One thread said to try the code 0128, but I can't figure out how to enter that code...?

thanks, Dan


----------



## lpwcomp (May 6, 2002)

Well, the instructions for setting a code to control an amp are in Settings - Remote,CableCARD, & Devices - Remote Control Setup - Part2: A/V volume and mute. Select any brand and follow the directions except enter 0128 instead of one of the listed choices.

Edit: I have no idea if 0128 will actually work.


----------



## Dan44 (Sep 24, 2005)

Thanks. I tried the code 1028, but no luck. 

If anyone figures out how to get Tivo peanut remote to control Vizio soundbar, please let me know here!


----------



## unitron (Apr 28, 2006)

Dan44 said:


> Thanks. I tried the code 1028, but no luck.
> 
> If anyone figures out how to get Tivo peanut remote to control Vizio soundbar, please let me know here!


Somebody posted somewhere else about run the HDMI from the TiVo to the soundbar and then from the soundbar to the television.

http://www.tivocommunity.com/tivo-vb/showthread.php?t=475914


----------



## kfpauli (Sep 10, 2007)

curious if that worked - HDMI to soundbar, soundbar to TV. I just bought the Vizio soundbar and I'm running into the same situation.


----------



## ajayabb (Jan 12, 2007)

If all else fails, might be able to pick up the Glo remote for cheap which can learn the vizio sound bar remote signal


----------



## Doh (May 18, 2001)

ajayabb said:


> If all else fails, might be able to pick up the Glo remote for cheap which can learn the vizio sound bar remote signal


Or the slide remote, which has bluetooth.


----------



## mlucas2 (Jul 1, 2012)

After two years of this problem I played with my tv and under the audio menu you can change to variable from fixed. After you close out the screen the audio should come through your sound bar. You may have adjust your sound bar volume to the max and then use your remote to play with your personal preferences for sound. I hope I have explained this well enough.
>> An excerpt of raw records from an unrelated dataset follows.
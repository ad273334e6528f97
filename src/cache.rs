//! Shared repository cache.
//!
//! One clone per unique package path, under `<cache root>/src/<package>`.
//! `ensure_cached` repairs whatever it finds in the slot: a missing or
//! corrupted slot is recreated, an explicit repo URL becomes an additional
//! remote so several logical packages can share one physical repository.

use crate::conf::Dep;
use crate::git;
use crate::run::Ctx;
use anyhow::{Context, Result};
use colored::*;
use indicatif::{ProgressBar, ProgressStyle};
use log::debug;
use sha2::{Digest, Sha256};
use std::fs;
use std::path::Path;
use std::time::Duration;

/// Remote alias for a dependency's URL: `origin` for the default remote, a
/// short stable hash otherwise. Hashing keeps aliases collision-resistant
/// for practical remote counts while staying scannable in `git remote`.
pub fn remote_name(url: Option<&str>) -> String {
    match url {
        None | Some("") => "origin".to_string(),
        Some(url) => {
            let digest = Sha256::digest(url.as_bytes());
            format!("{:x}", digest)[..7].to_string()
        }
    }
}

/// Repository root for a package path: the first three segments
/// (`host/owner/repo`), or the whole path when shorter.
pub fn repo_root(package: &str) -> String {
    package.split('/').take(3).collect::<Vec<_>>().join("/")
}

/// Make sure a usable clone of the dependency exists in its cache slot.
pub fn ensure_cached(ctx: &Ctx, dep: &Dep) -> Result<()> {
    let repo_dir = ctx.repo_dir(&dep.package);
    debug!("ensure_cached '{}' at {}", dep.package, repo_dir.display());

    if !repo_dir.exists() || !is_cache_repo(ctx, &repo_dir) {
        return recreate_slot(ctx, dep, &repo_dir);
    }

    if let Some(url) = dep.repo.as_deref() {
        let name = remote_name(Some(url));
        if !git::remote_exists(&repo_dir, &name) {
            git::add_remote(&repo_dir, &name, url);
        }
    } else if !git::remote_exists(&repo_dir, "origin") {
        // Leftover content with no usable remote: wipe and start over.
        return recreate_slot(ctx, dep, &repo_dir);
    }
    Ok(())
}

/// Map an import path to the package of its repository's top-level
/// directory, relative to the cache's `src` root.
pub fn toplevel_package(ctx: &Ctx, package: &str) -> Result<String> {
    let repo_dir = ctx.repo_dir(package);
    let top = git::toplevel(&repo_dir)?;
    let top = top.canonicalize().unwrap_or(top);
    let lib_root = ctx.lib_root();
    let lib_root = lib_root.canonicalize().unwrap_or(lib_root);
    let rel = top.strip_prefix(&lib_root).with_context(|| {
        format!(
            "repository for '{}' resolves outside the cache: {}",
            package,
            top.display()
        )
    })?;
    Ok(rel
        .components()
        .map(|c| c.as_os_str().to_string_lossy())
        .collect::<Vec<_>>()
        .join("/"))
}

fn is_cache_repo(ctx: &Ctx, dir: &Path) -> bool {
    match git::toplevel(dir) {
        Ok(top) => {
            let top = top.canonicalize().unwrap_or(top);
            let lib_root = ctx.lib_root();
            top.starts_with(lib_root.canonicalize().unwrap_or(lib_root))
        }
        Err(err) => {
            debug!("{} is not a cache repository: {}", dir.display(), err);
            false
        }
    }
}

/// Wipe and rebuild a cache slot. Inability to remove or create the slot is
/// a hard error: caching is foundational and cannot be partially completed.
fn recreate_slot(ctx: &Ctx, dep: &Dep, repo_dir: &Path) -> Result<()> {
    println!("{} Preparing cache for '{}'", "📦".blue(), dep.package);
    if repo_dir.exists() {
        fs::remove_dir_all(repo_dir)
            .with_context(|| format!("failed to clear cache slot {}", repo_dir.display()))?;
    }

    auto_fetch(ctx, &dep.package);

    fs::create_dir_all(repo_dir)
        .with_context(|| format!("failed to create cache slot {}", repo_dir.display()))?;
    if !is_cache_repo(ctx, repo_dir) {
        // Some packages are only reachable through an explicit repo URL;
        // start from an empty repository and let fetch do the rest.
        debug!("{} is not a repository, initializing one", repo_dir.display());
        if let Err(err) = git::init(repo_dir) {
            debug!("git init in {} failed: {}", repo_dir.display(), err);
        }
    }
    if let Some(url) = dep.repo.as_deref() {
        git::add_remote(repo_dir, &remote_name(Some(url)), url);
    }
    Ok(())
}

/// Best-effort automatic resolution of a package path to its repository:
/// derive the default clone URL from the path and try it. Failure is logged
/// and ignored; the caller proceeds with a manually initialized repository.
fn auto_fetch(ctx: &Ctx, package: &str) {
    let root = repo_root(package);
    let dest = ctx.lib_root().join(&root);
    if dest.exists() {
        return;
    }

    let scheme = if ctx.insecure { "http" } else { "https" };
    let url = format!("{}://{}", scheme, root);

    let pb = ProgressBar::new_spinner();
    pb.set_style(
        ProgressStyle::default_spinner()
            .template("{spinner:.blue} {msg}")
            .unwrap_or_else(|_| ProgressStyle::default_spinner())
            .tick_chars("⣾⣽⣻⢿⡿⣟⣯⣷"),
    );
    pb.set_message(format!("Downloading {}...", root));
    pb.enable_steady_tick(Duration::from_millis(100));

    match git::clone(&url, &dest) {
        Ok(()) => pb.finish_with_message(format!("{} Downloaded {}", "✓".green(), root)),
        Err(err) => {
            pb.finish_with_message(format!(
                "{} No automatic source for {}",
                "!".yellow(),
                root
            ));
            debug!("automatic fetch from {} failed: {}", url, err);
        }
    }
}

#[cfg(test)]
mod tests {
    use super::*;

    #[test]
    fn test_remote_name_defaults_to_origin() {
        assert_eq!(remote_name(None), "origin");
        assert_eq!(remote_name(Some("")), "origin");
    }

    #[test]
    fn test_remote_name_is_short_stable_and_distinct() {
        let a = remote_name(Some("https://example.com/a.git"));
        let b = remote_name(Some("https://example.com/b.git"));
        assert_eq!(a.len(), 7);
        assert!(a.chars().all(|c| c.is_ascii_hexdigit()));
        assert_eq!(a, remote_name(Some("https://example.com/a.git")));
        assert_ne!(a, b);
    }

    #[test]
    fn test_repo_root_takes_three_segments() {
        assert_eq!(
            repo_root("github.com/user/repo/sub/pkg"),
            "github.com/user/repo"
        );
        assert_eq!(repo_root("github.com/user/repo"), "github.com/user/repo");
        assert_eq!(repo_root("gopkg.in/yaml.v2"), "gopkg.in/yaml.v2");
    }
}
I have a vizio tv and a vizio sound bar.


----------



## robman8023 (Jun 20, 2014)

Code "0315" worked for me on my Vizio 2.1 s3821w


----------



## fergusond (Sep 29, 2000)

0315 worked for me, too! Thanks!


----------



## BCLunacy (Oct 5, 2014)

0315 worked for me also!!


----------



## jazmaan (Aug 31, 2002)

Others have reported 1180 and 1199 to work. I just ordered a Vizio soundbar (the cheapest 29 inch w/Bluetooth). I'll try all these suggestions when it arrives.


----------



## bbb3o (Sep 15, 2011)

Wondering if any other suggestions? (jazmaan: any luck?)
0315 worked for me for awhile. But then it stopped, and will not be re-set (?) (can't figure that one out)
Even when it _did_ work, the volume control was so heavily stepped, I found it necessary to still use the the Vizio remote. (i.e., when using the TiVo remote, clicking once to raise the volume made it too loud, and clicking once to lower the volume made it too soft)


----------



## lpwcomp (May 6, 2002)

bbb3o said:


> Wondering if any other suggestions? (jazmaan: any luck?)
> 0315 worked for me for awhile. But then it stopped, and will not be re-set (?) (can't figure that one out)
> Even when it _did_ work, the volume control was so heavily stepped, I found it necessary to still use the the Vizio remote. (i.e., when using the TiVo remote, clicking once to raise the volume made it too loud, and clicking once to lower the volume made it too soft)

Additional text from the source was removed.